Searching for the grapest jelly of them all
By KATHY SAUNDERS
Published June 6, 2007
Grape jelly ranking:
One of our panelists said he never ate grape jelly as a child because his father hated it and wouldn't permit it in the house.
Another judge said that grape jelly was the only flavor she had ever tasted.
Our test produced similar results. Some judges loved it, but another said he would never buy it.
We lathered seven varieties of grape jelly on crackers or bread to select the best brand.
Hannaford's jelly $1.39 for 18 ounces from Sweetbay was the best, according to our jelly lovers. They gave it 62 of 100 possible points.
"It's soft and almost tastes like candy, " said one panelist, who likened the flavor to cabernet.
Another said it was "as good as a nap on Sunday."
"My kids would love this with peanut butter, " said a mother on our panel.
Three of the four judges said they would buy the Sweetbay store brand.
The same three liked the grape jelly from well-known Welch's ($1.79 for 18 ounces at Publix). They gave Welch's 60 points.
The jelly packed plenty of grape flavor into a cranberry sauce-like texture. Three judges said they usually buy Welch's jelly and would continue to do so.
"It's like kissing Barney, the grape-colored dinosaur - you don't believe the sweetness, " said the one panelist, who found the jelly too sugary.
He liked the third choice best, although he was outnumbered by those who preferred the first two selections.
His favorite was the grape jelly from Smucker's ($1.69 for 12 ounces from Publix). Overall, that jelly scored 34 points, most of which came from the one judge who said he would buy the brand.
While his fellow judges complained that the Smucker's jelly was too dark and too sticky, one panelist liked its spreadable texture.
He described the mix of grape flavor as complex and having a "great burst of grapeness at first bite."
"It's almost like a jam or preserve - something that you might find in the jelly caddy at the Vinoy, " he said.
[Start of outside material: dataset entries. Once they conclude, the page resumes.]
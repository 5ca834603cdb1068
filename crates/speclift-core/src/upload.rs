//! Spec upload with bounded retries.

use std::path::PathBuf;
use std::time::Duration;

use speclift_telemetry::{log_spec_published, log_upload_attempt_failed};

use crate::auth::AuthenticatedClient;
use crate::error::{PublishError, UploadError};
use crate::multipart::{MultipartBuilder, MultipartPayload};
use crate::normalize::NormalizedSpec;
use crate::transport::TransportError;

/// How hard to try before giving up on a spec.
#[derive(Debug, Clone, Copy, PartialEq, Eq)]
pub struct RetryPolicy {
    /// Total attempts, including the first.
    pub max_attempts: u32,
    /// Deadline applied to each attempt.
    pub attempt_timeout: Duration,
    /// Backoff after attempt `n` is `n * backoff_step`.
    pub backoff_step: Duration,
}

impl Default for RetryPolicy {
    fn default() -> Self {
        Self {
            max_attempts: 3,
            attempt_timeout: Duration::from_secs(15),
            backoff_step: Duration::from_secs(1),
        }
    }
}

impl RetryPolicy {
    /// Pause after the given failed attempt (1-based). Linear, not exponential.
    pub fn backoff_after(&self, attempt: u32) -> Duration {
        self.backoff_step * attempt
    }
}

/// What happened to one spec upload.
#[derive(Debug, Clone)]
pub struct UploadOutcome {
    /// The file the resolver selected.
    pub spec: PathBuf,
    pub succeeded: bool,
    /// Attempts made, between 1 and the policy's maximum.
    pub attempts: u32,
    pub last_error: Option<UploadError>,
    pub last_status: Option<u16>,
}

impl UploadOutcome {
    /// The failure as a publish error, if the upload failed.
    pub fn error(&self) -> Option<PublishError> {
        if self.succeeded {
            return None;
        }
        let last = self.last_error.clone().unwrap_or(UploadError::Status {
            status: self.last_status.unwrap_or_default(),
            body: String::new(),
        });
        Some(PublishError::Upload {
            attempts: self.attempts,
            last,
        })
    }
}

/// Posts spec files to the registry.
#[derive(Debug, Clone, Default)]
pub struct Uploader {
    policy: RetryPolicy,
}

impl Uploader {
    pub fn new(policy: RetryPolicy) -> Self {
        Self { policy }
    }

    pub fn policy(&self) -> &RetryPolicy {
        &self.policy
    }

    /// Build the form body for a spec: the `file` part and the `team` field.
    pub fn build_payload(spec: &NormalizedSpec, team: &str) -> Result<MultipartPayload, PublishError> {
        let contents = std::fs::read(&spec.path).map_err(|source| PublishError::Payload {
            path: spec.path.clone(),
            source,
        })?;
        let filename = spec
            .path
            .file_name()
            .map(|n| n.to_string_lossy().into_owned())
            .unwrap_or_default();

        Ok(MultipartBuilder::new()
            .file("file", &filename, &contents)
            .text("team", team)
            .finish())
    }

    /// Upload one spec. Only a payload that cannot be built is an `Err`;
    /// delivery failures are reported in the outcome.
    pub async fn upload(
        &self,
        spec: &NormalizedSpec,
        team: &str,
        client: &AuthenticatedClient,
    ) -> Result<UploadOutcome, PublishError> {
        let payload = Self::build_payload(spec, team)?;
        Ok(self.send(spec, &payload, client).await)
    }

    async fn send(
        &self,
        spec: &NormalizedSpec,
        payload: &MultipartPayload,
        client: &AuthenticatedClient,
    ) -> UploadOutcome {
        let content_type = payload.content_type();
        let max_attempts = self.policy.max_attempts.max(1);

        let mut outcome = UploadOutcome {
            spec: spec.source.path().to_path_buf(),
            succeeded: false,
            attempts: 0,
            last_error: None,
            last_status: None,
        };

        for attempt in 1..=max_attempts {
            outcome.attempts = attempt;
            tracing::debug!(spec = %spec.path.display(), attempt, "Publishing spec file");

            // The deadline holds even for transports that ignore the request timeout.
            let result = tokio::time::timeout(
                self.policy.attempt_timeout,
                client.post(
                    &content_type,
                    payload.body.clone(),
                    self.policy.attempt_timeout,
                ),
            )
            .await
            .unwrap_or(Err(TransportError::Timeout));

            match result {
                Ok(response) if response.status == 200 => {
                    outcome.succeeded = true;
                    outcome.last_status = Some(200);
                    outcome.last_error = None;
                    log_spec_published!(spec = %spec.path.display(), attempts = attempt, "Published spec file");
                    return outcome;
                }
                Ok(response) => {
                    outcome.last_status = Some(response.status);
                    outcome.last_error = Some(UploadError::Status {
                        status: response.status,
                        body: response.body_text(),
                    });
                }
                Err(e) => {
                    outcome.last_error = Some(UploadError::from(e));
                }
            }

            log_upload_attempt_failed!(
                spec = %spec.path.display(),
                attempt,
                status = outcome.last_status,
                error = %outcome.last_error.as_ref().map(|e| e.to_string()).unwrap_or_default(),
                "Problem publishing spec"
            );

            if attempt < max_attempts {
                let pause = self.policy.backoff_after(attempt);
                tracing::debug!(pause_ms = pause.as_millis() as u64, "Sleeping before retry");
                tokio::time::sleep(pause).await;
            }
        }

        outcome
    }
}
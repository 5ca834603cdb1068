//! multipart/form-data encoding of an upload.
//!
//! The body is rendered once into contiguous bytes so every retry sends the
//! exact same payload.

use bytes::{BufMut, Bytes, BytesMut};
use uuid::Uuid;

/// A fully rendered multipart body.
#[derive(Debug, Clone, PartialEq, Eq)]
pub struct MultipartPayload {
    pub boundary: String,
    pub body: Bytes,
}

impl MultipartPayload {
    /// `Content-Type` header value for this body.
    pub fn content_type(&self) -> String {
        format!("multipart/form-data; boundary={}", self.boundary)
    }
}

/// Builds a multipart body part by part.
#[derive(Debug)]
pub struct MultipartBuilder {
    boundary: String,
    buf: BytesMut,
}

impl Default for MultipartBuilder {
    fn default() -> Self {
        Self::new()
    }
}

impl MultipartBuilder {
    pub fn new() -> Self {
        Self::with_boundary(Uuid::new_v4().simple().to_string())
    }

    pub fn with_boundary(boundary: impl Into<String>) -> Self {
        Self {
            boundary: boundary.into(),
            buf: BytesMut::new(),
        }
    }

    /// Append a file part.
    pub fn file(mut self, name: &str, filename: &str, contents: &[u8]) -> Self {
        self.open_part();
        self.buf.put_slice(
            format!(
                "Content-Disposition: form-data; name=\"{}\"; filename=\"{}\"\r\n",
                escape_quotes(name),
                escape_quotes(filename)
            )
            .as_bytes(),
        );
        self.buf
            .put_slice(b"Content-Type: application/octet-stream\r\n\r\n");
        self.buf.put_slice(contents);
        self.buf.put_slice(b"\r\n");
        self
    }

    /// Append a plain text field.
    pub fn text(mut self, name: &str, value: &str) -> Self {
        self.open_part();
        self.buf.put_slice(
            format!(
                "Content-Disposition: form-data; name=\"{}\"\r\n\r\n",
                escape_quotes(name)
            )
            .as_bytes(),
        );
        self.buf.put_slice(value.as_bytes());
        self.buf.put_slice(b"\r\n");
        self
    }

    /// Write the closing delimiter.
    pub fn finish(mut self) -> MultipartPayload {
        self.buf
            .put_slice(format!("--{}--\r\n", self.boundary).as_bytes());
        MultipartPayload {
            boundary: self.boundary,
            body: self.buf.freeze(),
        }
    }

    fn open_part(&mut self) {
        self.buf
            .put_slice(format!("--{}\r\n", self.boundary).as_bytes());
    }
}

fn escape_quotes(s: &str) -> String {
    s.replace('\\', "\\\\").replace('"', "\\\"")
}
Also sampled were jellies from: Albertson's ($1.69 for an 18-ounce jar); Great Value ($1.04 for 18 ounces from Wal-Mart); Smucker's Organic ($3.39 for 12 ounces from Albertson's); and Publix ($1.19 for a 12-ounce jar).
Panelists were: Nan Jensen, registered dietitian with Pinellas County Cooperative Extension; Bob Devin Jones, artistic director of Studio@620, Jim Yockey, aestetician at Indulgence Medical Day Spa; and consumer Julie Overton, mother of four. All foods were tasted blind.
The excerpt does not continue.